**Brief**
Only the lines from the line holding "a collect pass." through the final line of the entries below are to be returned, exactly as they stand.

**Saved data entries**
··········
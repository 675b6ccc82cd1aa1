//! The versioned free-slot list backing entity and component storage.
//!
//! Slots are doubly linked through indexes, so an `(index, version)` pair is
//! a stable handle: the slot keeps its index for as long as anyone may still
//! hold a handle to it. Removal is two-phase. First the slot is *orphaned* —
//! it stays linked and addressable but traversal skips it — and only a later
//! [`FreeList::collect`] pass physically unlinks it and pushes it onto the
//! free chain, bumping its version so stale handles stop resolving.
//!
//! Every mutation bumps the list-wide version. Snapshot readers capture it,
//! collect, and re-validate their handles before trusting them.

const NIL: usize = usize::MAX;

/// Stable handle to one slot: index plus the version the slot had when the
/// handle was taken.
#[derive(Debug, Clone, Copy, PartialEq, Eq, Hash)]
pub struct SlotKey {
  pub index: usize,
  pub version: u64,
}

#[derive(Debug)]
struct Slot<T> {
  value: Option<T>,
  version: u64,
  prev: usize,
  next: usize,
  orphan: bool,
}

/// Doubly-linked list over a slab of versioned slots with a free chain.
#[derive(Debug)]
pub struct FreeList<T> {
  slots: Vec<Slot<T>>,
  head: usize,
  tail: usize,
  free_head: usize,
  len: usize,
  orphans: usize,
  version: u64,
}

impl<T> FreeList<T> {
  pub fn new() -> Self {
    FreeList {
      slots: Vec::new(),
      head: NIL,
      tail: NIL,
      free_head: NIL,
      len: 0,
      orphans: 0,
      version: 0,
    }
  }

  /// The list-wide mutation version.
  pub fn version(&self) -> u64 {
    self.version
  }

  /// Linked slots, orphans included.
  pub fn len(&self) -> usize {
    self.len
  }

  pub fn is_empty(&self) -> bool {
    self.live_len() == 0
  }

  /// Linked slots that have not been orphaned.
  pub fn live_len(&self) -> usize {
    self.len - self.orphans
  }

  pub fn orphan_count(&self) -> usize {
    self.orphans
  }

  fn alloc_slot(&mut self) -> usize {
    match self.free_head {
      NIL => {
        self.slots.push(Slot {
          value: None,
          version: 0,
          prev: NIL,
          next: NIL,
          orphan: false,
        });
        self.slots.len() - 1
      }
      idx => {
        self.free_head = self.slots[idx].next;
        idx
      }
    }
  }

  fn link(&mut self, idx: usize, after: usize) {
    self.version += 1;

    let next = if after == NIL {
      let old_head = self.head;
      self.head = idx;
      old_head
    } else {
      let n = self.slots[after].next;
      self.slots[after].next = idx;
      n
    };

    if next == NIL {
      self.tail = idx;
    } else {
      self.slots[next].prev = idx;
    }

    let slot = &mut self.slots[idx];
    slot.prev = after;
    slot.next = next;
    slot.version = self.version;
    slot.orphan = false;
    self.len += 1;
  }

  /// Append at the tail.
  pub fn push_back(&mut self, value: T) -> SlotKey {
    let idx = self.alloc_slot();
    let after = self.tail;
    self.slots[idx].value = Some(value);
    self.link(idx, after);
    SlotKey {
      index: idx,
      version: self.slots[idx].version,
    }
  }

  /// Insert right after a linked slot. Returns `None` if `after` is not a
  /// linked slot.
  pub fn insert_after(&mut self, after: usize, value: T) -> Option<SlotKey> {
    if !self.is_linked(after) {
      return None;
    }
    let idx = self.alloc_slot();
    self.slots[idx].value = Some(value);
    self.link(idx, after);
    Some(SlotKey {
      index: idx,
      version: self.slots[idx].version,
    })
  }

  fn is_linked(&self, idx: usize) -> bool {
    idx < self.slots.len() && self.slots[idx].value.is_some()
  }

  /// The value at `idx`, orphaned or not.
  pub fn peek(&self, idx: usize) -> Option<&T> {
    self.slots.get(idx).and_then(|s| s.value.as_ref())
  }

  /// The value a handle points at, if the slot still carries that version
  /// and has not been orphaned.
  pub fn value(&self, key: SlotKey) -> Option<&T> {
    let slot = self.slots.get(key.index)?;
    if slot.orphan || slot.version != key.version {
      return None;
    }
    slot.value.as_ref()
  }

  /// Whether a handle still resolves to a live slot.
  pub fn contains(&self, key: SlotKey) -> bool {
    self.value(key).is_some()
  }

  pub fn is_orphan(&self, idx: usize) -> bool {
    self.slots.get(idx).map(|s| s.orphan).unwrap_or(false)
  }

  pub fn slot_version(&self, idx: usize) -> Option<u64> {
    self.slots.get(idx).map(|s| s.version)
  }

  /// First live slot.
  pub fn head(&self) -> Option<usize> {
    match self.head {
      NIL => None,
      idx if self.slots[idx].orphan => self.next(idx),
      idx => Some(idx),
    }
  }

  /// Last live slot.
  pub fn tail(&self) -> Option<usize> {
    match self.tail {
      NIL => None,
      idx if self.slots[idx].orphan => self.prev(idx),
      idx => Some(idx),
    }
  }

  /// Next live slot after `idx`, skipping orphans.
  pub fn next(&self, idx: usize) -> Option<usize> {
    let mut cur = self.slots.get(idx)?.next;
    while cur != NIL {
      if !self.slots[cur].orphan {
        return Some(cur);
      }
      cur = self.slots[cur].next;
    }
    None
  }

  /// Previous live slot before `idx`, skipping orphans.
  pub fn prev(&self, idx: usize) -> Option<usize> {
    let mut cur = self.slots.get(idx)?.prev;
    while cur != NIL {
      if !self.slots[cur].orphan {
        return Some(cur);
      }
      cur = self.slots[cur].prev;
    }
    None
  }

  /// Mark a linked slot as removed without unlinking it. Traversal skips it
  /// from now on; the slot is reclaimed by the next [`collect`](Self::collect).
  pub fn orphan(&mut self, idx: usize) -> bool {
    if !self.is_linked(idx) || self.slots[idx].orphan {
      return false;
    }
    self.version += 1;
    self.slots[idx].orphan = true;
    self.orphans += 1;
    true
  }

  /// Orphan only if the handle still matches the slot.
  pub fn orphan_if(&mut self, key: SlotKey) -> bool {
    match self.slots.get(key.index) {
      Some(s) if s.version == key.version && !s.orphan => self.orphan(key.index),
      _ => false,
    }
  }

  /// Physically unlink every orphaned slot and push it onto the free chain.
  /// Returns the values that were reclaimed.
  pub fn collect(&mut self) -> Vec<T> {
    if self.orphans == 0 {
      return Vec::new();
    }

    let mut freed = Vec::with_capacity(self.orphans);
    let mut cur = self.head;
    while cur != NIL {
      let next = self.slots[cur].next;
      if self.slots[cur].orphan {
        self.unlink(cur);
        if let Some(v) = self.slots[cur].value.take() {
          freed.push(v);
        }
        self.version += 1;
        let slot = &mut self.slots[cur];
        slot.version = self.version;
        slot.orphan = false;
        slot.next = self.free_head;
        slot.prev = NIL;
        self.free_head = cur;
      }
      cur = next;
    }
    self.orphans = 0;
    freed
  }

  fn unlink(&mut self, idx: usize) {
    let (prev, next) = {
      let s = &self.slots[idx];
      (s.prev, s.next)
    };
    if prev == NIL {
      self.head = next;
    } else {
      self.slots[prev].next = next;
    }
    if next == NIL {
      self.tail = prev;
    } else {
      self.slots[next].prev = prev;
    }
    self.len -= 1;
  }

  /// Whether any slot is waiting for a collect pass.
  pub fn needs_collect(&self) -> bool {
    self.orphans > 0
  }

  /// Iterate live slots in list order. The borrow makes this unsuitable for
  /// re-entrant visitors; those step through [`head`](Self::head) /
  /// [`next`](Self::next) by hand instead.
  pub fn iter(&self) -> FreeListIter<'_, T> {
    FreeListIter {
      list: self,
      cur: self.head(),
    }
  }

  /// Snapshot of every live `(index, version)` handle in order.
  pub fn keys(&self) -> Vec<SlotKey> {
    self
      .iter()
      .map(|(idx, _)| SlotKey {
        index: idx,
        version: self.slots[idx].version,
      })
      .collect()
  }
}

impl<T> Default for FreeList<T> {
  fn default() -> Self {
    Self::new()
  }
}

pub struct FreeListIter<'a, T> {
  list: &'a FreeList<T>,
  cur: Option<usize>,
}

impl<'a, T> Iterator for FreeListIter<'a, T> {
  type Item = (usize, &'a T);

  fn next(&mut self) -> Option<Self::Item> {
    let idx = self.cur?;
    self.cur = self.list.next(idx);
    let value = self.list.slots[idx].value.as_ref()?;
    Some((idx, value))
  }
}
··········
**Response area**
  /// Whether any slot is waiting for a collect pass.
  pub fn needs_collect(&self) -> bool {
    self.orphans > 0
  }

  /// Iterate live slots in list order. The borrow makes this unsuitable for
  /// re-entrant visitors; those step through [`head`](Self::head) /
  /// [`next`](Self::next) by hand instead.
  pub fn iter(&self) -> FreeListIter<'_, T> {
    FreeListIter {
      list: self,
      cur: self.head(),
    }
  }

  /// Snapshot of every live `(index, version)` handle in order.
  pub fn keys(&self) -> Vec<SlotKey> {
    self
      .iter()
      .map(|(idx, _)| SlotKey {
        index: idx,
        version: self.slots[idx].version,
      })
      .collect()
  }
}

impl<T> Default for FreeList<T> {
  fn default() -> Self {
    Self::new()
  }
}

pub struct FreeListIter<'a, T> {
  list: &'a FreeList<T>,
  cur: Option<usize>,
}

impl<'a, T> Iterator for FreeListIter<'a, T> {
  type Item = (usize, &'a T);

  fn next(&mut self) -> Option<Self::Item> {
    let idx = self.cur?;
    self.cur = self.list.next(idx);
    let value = self.list.slots[idx].value.as_ref()?;
    Some((idx, value))
  }
}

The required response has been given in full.